With our latest research, we are pushing this even further.

A formula for minimum SPL

We are publishing a white paper in which our engineering team has derived a formula that calculates the minimum SPL achievable in a room when WaveForming is applied. The inputs are:

  • The room's cross-section (height and width)
  • The number of front subwoofers
  • Each driver's peak flow rate (derived from Xmax and Sd, two standard driver parameters)

The formula provides a lower boundary, not an exact prediction. That distinction matters because it assumes ideal WaveForming conditions: a planar wavefront from the emitter array and full absorption at the rear. When those conditions are not perfectly met (irregular placement, incomplete absorption), the actual SPL will be equal to or higher than what the formula predicts.

In practical terms, the formula will tell integrators the minimum output they will get from a given set of subwoofers in a given room. If the number meets the project's requirements, the system will deliver.

A word about subwoofer specifications

The formula above determines a subwoofer’s peak flow rate, which is the value our formula works with. To determine peak flow rate, you need two driver parameters: Xmax (maximum linear excursion) and Sd (effective cone area). Ultimately, the laws of physics dictate that a larger cone that moves further displaces more air and produces more output. Simple enough.
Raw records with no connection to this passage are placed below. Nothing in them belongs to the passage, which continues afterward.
//! Opaque credential blob returned by the HubSpot token endpoint.

// self
use crate::{_prelude::*, auth::TokenSecret};

/// Raw JSON object handed back by the token endpoint (`access_token`, `refresh_token`,
/// `expires_in`, ...), kept verbatim so downstream callers see every provider field.
#[derive(Clone, PartialEq, Serialize, Deserialize)]
#[serde(transparent)]
pub struct CredentialBlob(JsonMap<String, JsonValue>);
impl CredentialBlob {
	/// Wraps an already-parsed JSON object.
	pub fn new(fields: JsonMap<String, JsonValue>) -> Self {
		Self(fields)
	}

	/// Accepts a JSON object, or a JSON string holding a serialized object.
	///
	/// Any other shape is treated as a malformed blob and fails with
	/// [`Error::MissingAccessToken`].
	pub fn from_value(value: JsonValue) -> Result<Self> {
		match value {
			JsonValue::Object(fields) => Ok(Self(fields)),
			JsonValue::String(raw) => raw.parse(),
			_ => Err(Error::MissingAccessToken),
		}
	}

	/// Bearer token, if the blob carries a non-empty `access_token` string.
	pub fn access_token(&self) -> Option<TokenSecret> {
		self.0
			.get("access_token")
			.and_then(JsonValue::as_str)
			.filter(|token| !token.is_empty())
			.map(TokenSecret::new)
	}

	/// Looks up an arbitrary provider field.
	pub fn get(&self, field: &str) -> Option<&JsonValue> {
		self.0.get(field)
	}
}
impl FromStr for CredentialBlob {
	type Err = Error;

	fn from_str(s: &str) -> Result<Self, Self::Err> {
		match serde_json::from_str(s) {
			Ok(JsonValue::Object(fields)) => Ok(Self(fields)),
			_ => Err(Error::MissingAccessToken),
		}
	}
}
impl TryFrom<JsonValue> for CredentialBlob {
	type Error = Error;

	fn try_from(value: JsonValue) -> Result<Self, Self::Error> {
		Self::from_value(value)
	}
}
impl From<CredentialBlob> for JsonValue {
	fn from(value: CredentialBlob) -> Self {
		JsonValue::Object(value.0)
	}
}
impl Debug for CredentialBlob {
	fn fmt(&self, f: &mut Formatter) -> FmtResult {
		f.debug_struct("CredentialBlob").field("fields", &self.0.keys().collect::<Vec<_>>()).finish()
	}
}
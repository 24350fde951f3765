//! Expiring key-value store contract and built-in implementations.
//!
//! The integration only needs three single-key operations (get, set-with-expiry, delete);
//! anything offering those atomically per key can back it.

pub mod memory;
#[cfg(feature = "redis")] pub mod redis;

pub use memory::MemoryStore;
#[cfg(feature = "redis")] pub use redis::RedisStore;

// self
use crate::{
	_prelude::*,
	auth::{OrgId, UserId},
};

/// Boxed future returned by [`KeyValueStore`] operations.
pub type StoreFuture<'a, T> = Pin<Box<dyn Future<Output = Result<T, StoreError>> + 'a + Send>>;

/// Storage backend contract for short-lived string values.
pub trait KeyValueStore
where
	Self: Send + Sync,
{
	/// Fetches the live value stored under `key`, if any.
	fn get<'a>(&'a self, key: &'a StoreKey) -> StoreFuture<'a, Option<String>>;

	/// Stores `value` under `key`, replacing any previous value, expiring after `ttl`.
	fn set_with_expiry<'a>(
		&'a self,
		key: &'a StoreKey,
		value: String,
		ttl: Duration,
	) -> StoreFuture<'a, ()>;

	/// Removes `key`; deleting a missing key is not an error.
	fn delete<'a>(&'a self, key: &'a StoreKey) -> StoreFuture<'a, ()>;
}

/// Error type produced by [`KeyValueStore`] implementations.
#[derive(Clone, Debug, PartialEq, Eq, Serialize, Deserialize, ThisError)]
pub enum StoreError {
	/// Serialization failures surfaced while encoding or decoding stored values.
	#[error("Serialization error: {message}.")]
	Serialization {
		/// Human-readable error payload.
		message: String,
	},
	/// Backend-level failure for the storage engine.
	#[error("Backend failure: {message}.")]
	Backend {
		/// Human-readable error payload.
		message: String,
	},
	/// The requested time-to-live is zero or negative.
	#[error("Time-to-live must be positive, got {seconds}s.")]
	InvalidTtl {
		/// Rejected TTL in whole seconds.
		seconds: i64,
	},
}

/// Kind of value stored under a [`StoreKey`].
#[derive(Clone, Copy, Debug, PartialEq, Eq, Hash, Serialize, Deserialize)]
pub enum StoreKeyKind {
	/// Pending authorization state.
	State,
	/// Exchanged credentials awaiting pickup.
	Credentials,
}
impl StoreKeyKind {
	/// Returns the key segment for this kind.
	pub const fn as_str(self) -> &'static str {
		match self {
			StoreKeyKind::State => "state",
			StoreKeyKind::Credentials => "credentials",
		}
	}
}

/// Unique key identifying a stored value, rendered as
/// `{namespace}_{kind}:{org_id}:{user_id}`.
#[derive(Clone, Debug, PartialEq, Eq, Hash, Serialize, Deserialize)]
pub struct StoreKey {
	/// Integration namespace; empty means no prefix.
	pub namespace: String,
	/// Value kind.
	pub kind: StoreKeyKind,
	/// Organization component.
	pub org_id: OrgId,
	/// User component.
	pub user_id: UserId,
}
impl StoreKey {
	/// Builds a key for the provided namespace, kind, and user/organization pair.
	pub fn new(
		namespace: impl Into<String>,
		kind: StoreKeyKind,
		org_id: &OrgId,
		user_id: &UserId,
	) -> Self {
		Self { namespace: namespace.into(), kind, org_id: org_id.clone(), user_id: user_id.clone() }
	}
}
impl Display for StoreKey {
	fn fmt(&self, f: &mut Formatter) -> FmtResult {
		if !self.namespace.is_empty() {
			write!(f, "{}_", self.namespace)?;
		}

		write!(f, "{}:{}:{}", self.kind.as_str(), self.org_id, self.user_id)
	}
}
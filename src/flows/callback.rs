//! OAuth callback handling: state verification, code exchange, and credential caching.

// crates.io
use futures::future;
// self
use crate::{
	_prelude::*,
	auth::{AuthorizationState, CredentialBlob, StateBinding},
	flows::{Integration, authorize, common},
	http::ProviderHttpClient,
	oauth::TransportErrorMapper,
	obs::FlowKind,
};

const CLOSE_WINDOW_HTML: &str = "<html>\n\t<script>\n\t\twindow.close();\n\t</script>\n</html>\n";

/// Query parameters HubSpot appends to the redirect URI.
///
/// Every field is optional so web framework query extractors can deserialize any redirect;
/// [`Integration::complete_callback`] decides which combinations are acceptable.
#[derive(Clone, Debug, Default, PartialEq, Eq, Deserialize)]
pub struct CallbackParams {
	/// Authorization code.
	pub code: Option<String>,
	/// Encoded [`AuthorizationState`].
	pub state: Option<String>,
	/// OAuth error code reported by the provider.
	pub error: Option<String>,
	/// Human-readable provider error description.
	pub error_description: Option<String>,
}
impl CallbackParams {
	/// Parameters of a successful redirect.
	pub fn new(code: impl Into<String>, state: impl Into<String>) -> Self {
		Self { code: Some(code.into()), state: Some(state.into()), ..Default::default() }
	}

	fn required<'a>(value: Option<&'a str>, name: &'static str) -> Result<&'a str> {
		value
			.filter(|value| !value.is_empty())
			.ok_or(Error::MissingCallbackParameter { name })
	}
}

/// Response rendered once the callback succeeds; its script only closes the popup window.
#[derive(Clone, Debug, PartialEq, Eq)]
pub struct CallbackPage {
	/// HTTP status code.
	pub status: u16,
	/// `Content-Type` header value.
	pub content_type: &'static str,
	/// HTML body.
	pub body: String,
}
impl CallbackPage {
	/// Page that closes the authorization popup.
	pub fn close_window() -> Self {
		Self { status: 200, content_type: "text/html; charset=utf-8", body: CLOSE_WINDOW_HTML.into() }
	}
}

impl<C, M> Integration<C, M>
where
	C: ?Sized + ProviderHttpClient,
	M: ?Sized + TransportErrorMapper<C::TransportError>,
{
	/// Completes the authorization redirect.
	///
	/// Provider errors short-circuit with [`Error::Provider`]. Otherwise the state is verified
	/// against the pending entry, the code is exchanged while the entry is deleted, and the
	/// credentials are cached for [`Integration::take_credentials`].
	pub async fn complete_callback(
		&self,
		params: CallbackParams,
		binding: Option<&StateBinding>,
	) -> Result<CallbackPage> {
		common::observe(FlowKind::Callback, "complete_callback", async move {
			if let Some(error) = params.error {
				return Err(Error::Provider { error, description: params.error_description });
			}

			let code = CallbackParams::required(params.code.as_deref(), "code")?;
			let encoded = CallbackParams::required(params.state.as_deref(), "state")?;
			let state = authorize::decode_bound_state(encoded, binding)?;
			let key = self.state_key(&state.user_id, &state.org_id);
			let guard = common::flow_guard(self, &key);
			let _consume = guard.lock().await;

			self.check_pending_state(&state, &key).await?;
			self.exchange_code(&state, code).await?;

			Ok(CallbackPage::close_window())
		})
		.await
	}

	/// Exchanges `code` for credentials and caches the token endpoint's body, exactly as
	/// received, for `state`'s user/organization pair.
	///
	/// The exchange and the deletion of the consumed state entry run concurrently and neither
	/// waits on the other's outcome; an exchange failure is reported ahead of a deletion
	/// failure.
	pub async fn exchange_code(
		&self,
		state: &AuthorizationState,
		code: &str,
	) -> Result<CredentialBlob> {
		let state_key = self.state_key(&state.user_id, &state.org_id);
		let (exchanged, deleted) = future::join(
			self.token_exchange.exchange_code(code),
			self.store.delete(&state_key),
		)
		.await;
		let response = exchanged?;

		deleted?;

		self.store
			.set_with_expiry(
				&self.credentials_key(&state.user_id, &state.org_id),
				response.raw,
				self.config.credentials_ttl,
			)
			.await?;

		Ok(response.credentials)
	}
}

#[cfg(test)]
mod tests {
	// self
	use super::*;

	#[test]
	fn required_rejects_missing_and_empty() {
		assert!(matches!(
			CallbackParams::required(None, "code"),
			Err(Error::MissingCallbackParameter { name: "code" })
		));
		assert!(matches!(
			CallbackParams::required(Some(""), "state"),
			Err(Error::MissingCallbackParameter { name: "state" })
		));
		assert_eq!(
			CallbackParams::required(Some("abc"), "code").expect("Present values should pass."),
			"abc"
		);
	}

	#[test]
	fn params_deserialize_from_query_maps() {
		let params: CallbackParams = serde_json::from_value(serde_json::json!({
			"error": "access_denied",
			"error_description": "User declined."
		}))
		.expect("Error redirects should deserialize.");

		assert_eq!(params.error.as_deref(), Some("access_denied"));
		assert!(params.code.is_none());
	}

	#[test]
	fn close_window_page_is_html() {
		let page = CallbackPage::close_window();

		assert_eq!(page.status, 200);
		assert_eq!(page.content_type, "text/html; charset=utf-8");
		assert!(page.body.contains("window.close();"));
	}
}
Xmax and Sd are fundamental Thiele/Small parameters. Every subwoofer manufacturer measures them during development, but not every manufacturer publishes them.

Xmax has become more common on spec sheets over the past few years, especially from performance-oriented brands. Sd is harder to find on finished product pages, even though it is just as important. Peak flow rate itself is, as far as we know, not published by anyone today.

If you are an integrator or an enthusiast who wants to take advantage of this kind of predictive approach, we would encourage you to look for subwoofer brands that make these specifications available. Ask for them. The manufacturers who share this data are making it easier for you to design with confidence, and that matters.

From research to practice

The white paper is a scientific publication. At this stage, it is not a plug-and-play design tool. We are working with partners to integrate this predictive capability into professional design tools available to our network of dealers and integrators. The goal is to make subwoofer specification part of a confident, data-driven design workflow rather than a hypothesis or afterthought.

A broader commitment

This research sits alongside other important industry efforts. CEDIA's RP22 standard has raised the bar on what qualifies as a properly designed home theater, and our work on SPL prediction complements that direction. With reliable output estimates before installation begins, integrators can design to those benchmarks with real confidence.

WaveForming has always been about replacing guesswork with physics. This white paper is another step in that direction.